Viales con líquido amarillo

 

Dictan prisión a farmacéutico que manipuló en Wisconsin viales de vacuna por creencia en teorías de la conspiración

Un juez federal del Distrito Este de Wisconsin, Estados Unidos, sentenció a tres años de prisión al farmacéutico de un hospital en Grafton, Wisconsin, por haber intentado malograr más de 500 dosis de vacunas Covid-19 de Moderna por su creencia en diferentes teorías de la conspiración.

Se trata de Steven R. Brandenburg, de 46 años, farmacéutico de profesión que en enero se declaró culpable de dos cargos de tentativa de manipular con un producto de consumo de forma tal que pudo haber provocado lesiones o la muerte a alguien.

Los actos que llevaron a estas imputaciones los cometió entre el 24 y el 25 de diciembre de 2020 cuando trabajaba en la farmacia del Aurora Medical Center en Grafton, Wisconsin, sacando intermitentemente los viales de 570 dosis de vacunas del laboratorio Moderna del refrigerador, con la esperanza de que perdieran efectividad o quedaran inertes. Los viales fueron descubiertos fuera del refrigerador el 26 de diciembre y cinco días después la policía arrestó a Steven Brandenburg.

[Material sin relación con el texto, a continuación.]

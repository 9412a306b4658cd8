//! Orchestrator timing configuration

use std::time::Duration;

use kiddo_domain::constants::{
    DEFAULT_CONNECT_TIMEOUT_SECS, DEFAULT_CONSUME_BACKOFF_SECS, DEFAULT_DISCONNECT_TIMEOUT_SECS,
    DEFAULT_EXTRACTION_TIMEOUT_SECS, DEFAULT_FETCH_TIMEOUT_SECS, DEFAULT_INGEST_BACKOFF_SECS,
    DEFAULT_MARK_TIMEOUT_SECS, DEFAULT_SHUTDOWN_TIMEOUT_SECS,
};
use kiddo_domain::PipelineConfig;

/// Configuration for the orchestrator loops
#[derive(Debug, Clone, PartialEq, Eq)]
pub struct OrchestratorConfig {
    /// Pause before re-fetching after a connector pass ends or fails
    pub ingest_backoff: Duration,
    /// Pause after a queue fault before consuming again
    pub consume_backoff: Duration,
    pub connect_timeout: Option<Duration>,
    /// Bound on waiting for each item of a connector fetch
    pub fetch_timeout: Option<Duration>,
    pub extraction_timeout: Option<Duration>,
    /// Bound on idempotency checks and marking
    pub mark_timeout: Option<Duration>,
    /// Grace period for loops to exit on stop before they are aborted
    pub shutdown_timeout: Duration,
    pub disconnect_timeout: Duration,
}

impl Default for OrchestratorConfig {
    fn default() -> Self {
        Self {
            ingest_backoff: Duration::from_secs(DEFAULT_INGEST_BACKOFF_SECS),
            consume_backoff: Duration::from_secs(DEFAULT_CONSUME_BACKOFF_SECS),
            connect_timeout: Some(Duration::from_secs(DEFAULT_CONNECT_TIMEOUT_SECS)),
            fetch_timeout: Some(Duration::from_secs(DEFAULT_FETCH_TIMEOUT_SECS)),
            extraction_timeout: Some(Duration::from_secs(DEFAULT_EXTRACTION_TIMEOUT_SECS)),
            mark_timeout: Some(Duration::from_secs(DEFAULT_MARK_TIMEOUT_SECS)),
            shutdown_timeout: Duration::from_secs(DEFAULT_SHUTDOWN_TIMEOUT_SECS),
            disconnect_timeout: Duration::from_secs(DEFAULT_DISCONNECT_TIMEOUT_SECS),
        }
    }
}

impl From<&PipelineConfig> for OrchestratorConfig {
    fn from(config: &PipelineConfig) -> Self {
        Self {
            ingest_backoff: Duration::from_secs(config.ingest_backoff_secs),
            consume_backoff: Duration::from_secs(config.consume_backoff_secs),
            fetch_timeout: config.fetch_timeout_secs.map(Duration::from_secs),
            extraction_timeout: config.extraction_timeout_secs.map(Duration::from_secs),
            mark_timeout: config.mark_timeout_secs.map(Duration::from_secs),
            shutdown_timeout: Duration::from_secs(config.shutdown_timeout_secs),
            ..Self::default()
        }
    }
}
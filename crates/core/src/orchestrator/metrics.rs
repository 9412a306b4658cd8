use std::sync::atomic::{AtomicU64, Ordering as AtomicOrdering};

use serde::{Deserialize, Serialize};

/// Pipeline counters shared by the ingestion and processing loops
#[derive(Debug, Default)]
pub struct PipelineMetrics {
    pub ingested: AtomicU64,
    pub duplicates: AtomicU64,
    pub processed: AtomicU64,
    pub already_processed: AtomicU64,
    pub extraction_failures: AtomicU64,
    pub sink_failures: AtomicU64,
    pub mark_failures: AtomicU64,
    pub dead_lettered: AtomicU64,
    pub ingest_faults: AtomicU64,
    pub consume_faults: AtomicU64,
    pub connect_failures: AtomicU64,
}

impl PipelineMetrics {
    pub fn new() -> Self {
        Self::default()
    }

    pub fn record_ingested(&self) {
        self.ingested.fetch_add(1, AtomicOrdering::Relaxed);
    }

    /// Publish ignored because the event was already queued or in flight
    pub fn record_duplicate(&self) {
        self.duplicates.fetch_add(1, AtomicOrdering::Relaxed);
    }

    pub fn record_processed(&self) {
        self.processed.fetch_add(1, AtomicOrdering::Relaxed);
    }

    /// Acked without processing because the connector had already marked it
    pub fn record_already_processed(&self) {
        self.already_processed.fetch_add(1, AtomicOrdering::Relaxed);
    }

    pub fn record_extraction_failure(&self) {
        self.extraction_failures.fetch_add(1, AtomicOrdering::Relaxed);
    }

    pub fn record_sink_failures(&self, count: usize) {
        self.sink_failures.fetch_add(count as u64, AtomicOrdering::Relaxed);
    }

    pub fn record_mark_failure(&self) {
        self.mark_failures.fetch_add(1, AtomicOrdering::Relaxed);
    }

    pub fn record_dead_letter(&self) {
        self.dead_lettered.fetch_add(1, AtomicOrdering::Relaxed);
    }

    pub fn record_ingest_fault(&self) {
        self.ingest_faults.fetch_add(1, AtomicOrdering::Relaxed);
    }

    pub fn record_consume_fault(&self) {
        self.consume_faults.fetch_add(1, AtomicOrdering::Relaxed);
    }

    pub fn record_connect_failure(&self) {
        self.connect_failures.fetch_add(1, AtomicOrdering::Relaxed);
    }

    /// Get a snapshot of metrics
    pub fn snapshot(&self) -> PipelineMetricsSnapshot {
        PipelineMetricsSnapshot {
            ingested: self.ingested.load(AtomicOrdering::Relaxed),
            duplicates: self.duplicates.load(AtomicOrdering::Relaxed),
            processed: self.processed.load(AtomicOrdering::Relaxed),
            already_processed: self.already_processed.load(AtomicOrdering::Relaxed),
            extraction_failures: self.extraction_failures.load(AtomicOrdering::Relaxed),
            sink_failures: self.sink_failures.load(AtomicOrdering::Relaxed),
            mark_failures: self.mark_failures.load(AtomicOrdering::Relaxed),
            dead_lettered: self.dead_lettered.load(AtomicOrdering::Relaxed),
            ingest_faults: self.ingest_faults.load(AtomicOrdering::Relaxed),
            consume_faults: self.consume_faults.load(AtomicOrdering::Relaxed),
            connect_failures: self.connect_failures.load(AtomicOrdering::Relaxed),
        }
    }
}

/// Immutable metrics snapshot
#[derive(Debug, Clone, Default, PartialEq, Eq, Serialize, Deserialize)]
pub struct PipelineMetricsSnapshot {
    pub ingested: u64,
    pub duplicates: u64,
    pub processed: u64,
    pub already_processed: u64,
    pub extraction_failures: u64,
    pub sink_failures: u64,
    pub mark_failures: u64,
    pub dead_lettered: u64,
    pub ingest_faults: u64,
    pub consume_faults: u64,
    pub connect_failures: u64,
}

impl PipelineMetricsSnapshot {
    /// Get a human-readable summary
    pub fn summary(&self) -> String {
        format!(
            "Pipeline Metrics:\n\
            - Ingested: {} (duplicates {})\n\
            - Processed: {} (already processed {})\n\
            - Failures: extraction {}, sinks {}, marking {}\n\
            - Dead-lettered: {}\n\
            - Faults: ingest {}, consume {}, connect {}",
            self.ingested,
            self.duplicates,
            self.processed,
            self.already_processed,
            self.extraction_failures,
            self.sink_failures,
            self.mark_failures,
            self.dead_lettered,
            self.ingest_faults,
            self.consume_faults,
            self.connect_failures
        )
    }
}
//! Configuration loader
//!
//! Loads application configuration from a file with environment overrides.
//!
//! ## Loading Strategy
//! 1. Search the standard locations for a config file
//! 2. Parse it (JSON or TOML by extension), or start from defaults when no
//!    file exists
//! 3. Overlay `KIDDO_*` environment variables
//! 4. Validate the result
//!
//! ## Environment Variables
//! - `KIDDO_CONFIG`: Explicit config file path (checked first)
//! - `KIDDO_LOG_LEVEL`: Log level or filter directive
//! - `KIDDO_LOG_JSON`: Emit JSON logs (true/false)
//! - `KIDDO_INGEST_BACKOFF_SECS`: Pause between connector fetch passes
//! - `KIDDO_CONSUME_BACKOFF_SECS`: Pause after a queue fault
//! - `KIDDO_MAX_REDELIVERIES`: Requeues allowed before dead-lettering
//! - `KIDDO_QUEUE_CAPACITY`: Upper bound on queued plus in-flight events
//! - `KIDDO_DEFAULT_CALENDAR_ID`: Calendar used when a sink names none
//!
//! ## File Locations
//! The loader checks the following paths (in order):
//! 1. `$KIDDO_CONFIG`
//! 2. `./kiddo.toml`
//! 3. `./kiddo.json`
//! 4. `./config/kiddo.toml`

use std::path::{Path, PathBuf};
use std::str::FromStr;

use kiddo_domain::{Config, KiddoError, Result};

use crate::errors::InfraError;

/// Load configuration from the first config file found, with environment
/// overrides applied on top.
///
/// A missing config file is not an error: defaults are used instead.
///
/// # Errors
/// Returns `KiddoError::Config` if:
/// - The file format is invalid
/// - An environment override has an invalid value
/// - The resulting configuration fails validation
pub fn load() -> Result<Config> {
    let mut config = match find_config_path() {
        Some(path) => read_config(&path)?,
        None => {
            tracing::info!("No config file found, using defaults");
            Config::default()
        }
    };

    apply_env_overrides(&mut config)?;
    config.validate()?;
    Ok(config)
}

/// Load configuration from a file
///
/// If `path` is `None`, searches multiple locations for config files.
/// Supports both JSON and TOML formats (detected by file extension).
///
/// # Errors
/// Returns `KiddoError::Config` if:
/// - File not found (when path is specified)
/// - No config file found (when path is `None`)
/// - File format is invalid
/// - The configuration fails validation
pub fn load_from_file(path: Option<PathBuf>) -> Result<Config> {
    let config_path = match path {
        Some(p) => {
            if !p.exists() {
                return Err(KiddoError::Config(format!("Config file not found: {}", p.display())));
            }
            p
        }
        None => find_config_path().ok_or_else(|| {
            KiddoError::Config("No config file found in any of the standard locations".to_string())
        })?,
    };

    let config = read_config(&config_path)?;
    config.validate()?;
    Ok(config)
}

fn read_config(path: &Path) -> Result<Config> {
    tracing::info!(path = %path.display(), "Loading configuration from file");

    let contents = std::fs::read_to_string(path)
        .map_err(|e| KiddoError::Config(format!("Failed to read config file: {}", e)))?;

    parse_config(&contents, path)
}

/// Parse configuration from string content
///
/// Format is detected by file extension (`.json` or `.toml`).
fn parse_config(contents: &str, path: &Path) -> Result<Config> {
    let extension = path.extension().and_then(|e| e.to_str()).unwrap_or("toml");

    match extension {
        "toml" => toml::from_str(contents).map_err(|e| InfraError::from(e).into()),
        "json" => serde_json::from_str(contents)
            .map_err(|e| KiddoError::Config(format!("Invalid JSON format: {}", e))),
        _ => Err(KiddoError::Config(format!("Unsupported config format: {}", extension))),
    }
}

/// Search the standard paths for a configuration file
///
/// # Returns
/// The first config file found, or `None` if no file exists.
pub fn find_config_path() -> Option<PathBuf> {
    let mut candidates = Vec::new();

    if let Some(explicit) = std::env::var_os("KIDDO_CONFIG") {
        candidates.push(PathBuf::from(explicit));
    }

    if let Ok(cwd) = std::env::current_dir() {
        candidates.extend(vec![
            cwd.join("kiddo.toml"),
            cwd.join("kiddo.json"),
            cwd.join("config").join("kiddo.toml"),
        ]);
    }

    candidates.into_iter().find(|path| path.exists())
}

/// Overlay `KIDDO_*` environment variables onto `config`
///
/// # Errors
/// Returns `KiddoError::Config` if a set variable has an invalid value.
pub fn apply_env_overrides(config: &mut Config) -> Result<()> {
    if let Some(level) = env_string("KIDDO_LOG_LEVEL") {
        config.logging.level = level;
    }
    if let Some(json) = env_bool("KIDDO_LOG_JSON") {
        config.logging.format = if json { "json" } else { "compact" }.to_string();
    }
    if let Some(secs) = env_parse("KIDDO_INGEST_BACKOFF_SECS")? {
        config.pipeline.ingest_backoff_secs = secs;
    }
    if let Some(secs) = env_parse("KIDDO_CONSUME_BACKOFF_SECS")? {
        config.pipeline.consume_backoff_secs = secs;
    }
    if let Some(max) = env_parse("KIDDO_MAX_REDELIVERIES")? {
        config.queue.max_redeliveries = Some(max);
    }
    if let Some(capacity) = env_parse("KIDDO_QUEUE_CAPACITY")? {
        config.queue.max_capacity = Some(capacity);
    }
    if let Some(calendar_id) = env_string("KIDDO_DEFAULT_CALENDAR_ID") {
        config.pipeline.default_calendar_id = calendar_id;
    }
    Ok(())
}

/// Non-empty environment variable
fn env_string(key: &str) -> Option<String> {
    std::env::var(key).ok().filter(|value| !value.trim().is_empty())
}

/// Parse a numeric environment variable
///
/// # Errors
/// Returns `KiddoError::Config` if the variable is set but does not parse.
fn env_parse<T>(key: &str) -> Result<Option<T>>
where
    T: FromStr,
    T::Err: std::fmt::Display,
{
    env_string(key)
        .map(|raw| {
            raw.trim()
                .parse::<T>()
                .map_err(|e| KiddoError::Config(format!("Invalid value for {}: {}", key, e)))
        })
        .transpose()
}

/// Parse boolean from environment variable
///
/// Accepts: `1`/`0`, `true`/`false`, `yes`/`no`, `on`/`off` (case-insensitive).
/// Returns `None` when the variable is not set.
fn env_bool(key: &str) -> Option<bool> {
    env_string(key).map(|s| matches!(s.to_ascii_lowercase().as_str(), "1" | "true" | "yes" | "on"))
}
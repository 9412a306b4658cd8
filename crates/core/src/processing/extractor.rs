//! Builds validated structured events from analyzer output

use chrono::{DateTime, NaiveDate, NaiveDateTime, Utc};
use kiddo_domain::constants::{
    DEFAULT_ALERT_BEFORE_MINUTES, UNKNOWN_EVENT_TYPE, UNTITLED_EVENT_TITLE,
};
use kiddo_domain::{Recurrence, StructuredEvent};
use serde::{Deserialize, Serialize};
use serde_json::Value;
use tracing::debug;
use uuid::Uuid;

use super::error::{ExtractionError, ExtractionResult};
use super::normalizer::NormalizedEvent;

const NAIVE_FORMATS: [&str; 3] = ["%Y-%m-%dT%H:%M:%S", "%Y-%m-%dT%H:%M", "%Y-%m-%d %H:%M"];

/// Fields proposed by an analyzer, before parsing and validation
#[derive(Debug, Clone, Default, PartialEq, Serialize, Deserialize)]
#[serde(default)]
pub struct ExtractedFields {
    pub title: Option<String>,
    pub event_type: Option<String>,
    pub description: Option<String>,
    pub due_date: Option<String>,
    pub start_time: Option<String>,
    pub end_time: Option<String>,
    pub participants: Vec<String>,
    pub location: Option<String>,
    pub priority: Option<String>,
    pub alert_before_minutes: Option<Value>,
    pub recurrence: Option<String>,
}

/// Turns normalized events plus analyzer output into [`StructuredEvent`]s
#[derive(Debug, Clone, Copy, Default)]
pub struct DataExtractor;

impl DataExtractor {
    pub fn new() -> Self {
        Self
    }

    /// Build and validate a structured event.
    ///
    /// Unparseable optional fields are dropped; a missing title or an
    /// inverted time window fails extraction.
    pub fn extract(
        &self,
        normalized: &NormalizedEvent,
        fields: ExtractedFields,
    ) -> ExtractionResult<StructuredEvent> {
        let title = fields
            .title
            .map(|title| title.trim().to_string())
            .filter(|title| !title.is_empty())
            .unwrap_or_else(|| UNTITLED_EVENT_TITLE.to_string());

        let mut metadata = normalized.metadata.clone();
        metadata.insert("llm_extracted".to_string(), Value::Bool(true));
        metadata.insert(
            "extraction_timestamp".to_string(),
            Value::String(Utc::now().to_rfc3339()),
        );
        if let Some(source_event_id) = &normalized.event_id {
            metadata.insert("source_event_id".to_string(), Value::String(source_event_id.clone()));
        }

        let structured = StructuredEvent {
            event_id: Uuid::new_v4(),
            event_type: fields
                .event_type
                .filter(|kind| !kind.trim().is_empty())
                .unwrap_or_else(|| UNKNOWN_EVENT_TYPE.to_string()),
            title,
            description: fields.description,
            due_date: parse_field("due_date", fields.due_date.as_deref()),
            start_time: parse_field("start_time", fields.start_time.as_deref()),
            end_time: parse_field("end_time", fields.end_time.as_deref()),
            participants: fields.participants,
            location: fields.location,
            priority: fields.priority,
            source_reference: normalized.source_id.clone(),
            metadata,
            alert_before_minutes: parse_alert(fields.alert_before_minutes.as_ref()),
            recurrence: fields.recurrence.as_deref().and_then(parse_recurrence),
        };

        validate(&structured)?;
        Ok(structured)
    }
}

fn validate(event: &StructuredEvent) -> ExtractionResult<()> {
    if event.title.trim().is_empty() {
        return Err(ExtractionError::MissingField("title"));
    }

    if let (Some(start), Some(end)) = (event.start_time, event.end_time) {
        if start >= end {
            return Err(ExtractionError::invalid(
                "time window",
                format!("start {start} is not before end {end}"),
            ));
        }
    }

    Ok(())
}

fn parse_field(field: &'static str, value: Option<&str>) -> Option<DateTime<Utc>> {
    let value = value?;
    let parsed = parse_datetime(value);
    if parsed.is_none() {
        debug!(field, value, "Ignoring unparseable datetime");
    }
    parsed
}

/// RFC 3339, naive date-times (taken as UTC) or a bare date at midnight
pub fn parse_datetime(value: &str) -> Option<DateTime<Utc>> {
    let value = value.trim();
    if value.is_empty() {
        return None;
    }

    if let Ok(parsed) = DateTime::parse_from_rfc3339(value) {
        return Some(parsed.with_timezone(&Utc));
    }

    NAIVE_FORMATS
        .iter()
        .find_map(|format| NaiveDateTime::parse_from_str(value, format).ok())
        .or_else(|| {
            NaiveDate::parse_from_str(value, "%Y-%m-%d")
                .ok()
                .and_then(|date| date.and_hms_opt(0, 0, 0))
        })
        .map(|naive| naive.and_utc())
}

/// Integer or numeric string; anything else falls back to the default
fn parse_alert(value: Option<&Value>) -> u32 {
    let minutes = match value {
        Some(Value::Number(number)) => number.as_u64(),
        Some(Value::String(text)) => text.trim().parse::<u64>().ok(),
        _ => None,
    };

    minutes
        .and_then(|minutes| u32::try_from(minutes).ok())
        .unwrap_or(DEFAULT_ALERT_BEFORE_MINUTES)
}

fn parse_recurrence(value: &str) -> Option<Recurrence> {
    value.trim().parse().ok()
}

De acuerdo con un memo presentado por el fiscal federal del caso, Richard G. Frohling, pese a la formación científica del farmacéutico y a su experiencia profesional de más de una década, creía una serie de teorías de la conspiración. “El creía que las autoridades ‘querían atraparlo’; que el Día del Juicio era inminente; que los ataques del 11 de septiembre fueron ‘falsos’; que la Tierra era plana; que él era un ‘profeta’; y, que las vacunas eran ‘del demonio’”. Además, creía que las vacunas tenían un microchip que harían infértiles a quienes la recibieran y que podían “cambiar el ADN” de las personas.

El fiscal federal Frohling pedía una sentencia de prisión más larga para este hombre porque sus actos tuvieron consecuencias tangibles para las 57 personas que recibieron estas dosis de la vacuna, pues aunque se concluyó que no había perdido efectividad, por lo menos dos personas que las recibieron, médicos, se declararon con angustia y miedo duradero que les impidieron realizar adecuadamente sus actividades cotidianas.

El juez Brett H. Ludwig, sin embargo, optó por una sentencia menos estricta debido a que Steven Brandenburg no tiene antecedentes penales, aceptó la responsabilidad de sus actos y no ocasionó daños físicos a ninguna persona.

Además de la sentencia de tres años de prisión, el juez Ludwig sentenció a Brandenburg a tres años de libertad supervisada y le ordenó pagar casi 84,000 dólares estadunidenses como reparación del daño al hospital donde trabajaba en el turno nocturno.

Conforme con reportes de la agencia AP, durante la audiencia de la sentencia, Steven Brandenburg se declaró “muy avergonzado” por los actos realizados y ofreció disculpas a sus compañeros de trabajo, a sus familiares y a los habitantes de Grafton.

Durante esta pandemia las personas que poco a poco van quedando envueltas en las teorías de la conspiración han presentado gran oposición a las políticas adoptadas por los diferentes gobiernos para tratar de contener el virus, muchas veces dificultando la aplicación de decisiones y ralentizando los esfuerzos. Incluso por la gran oposición a las vacunas de un amplio sector de la población de los Estados Unidos, los epidemiólogos aseguran que no se alcanzará la llamada “inmunidad de rebaño” y que por este factor, entre otros, la salida de la pandemia no será tan pronto como es deseable.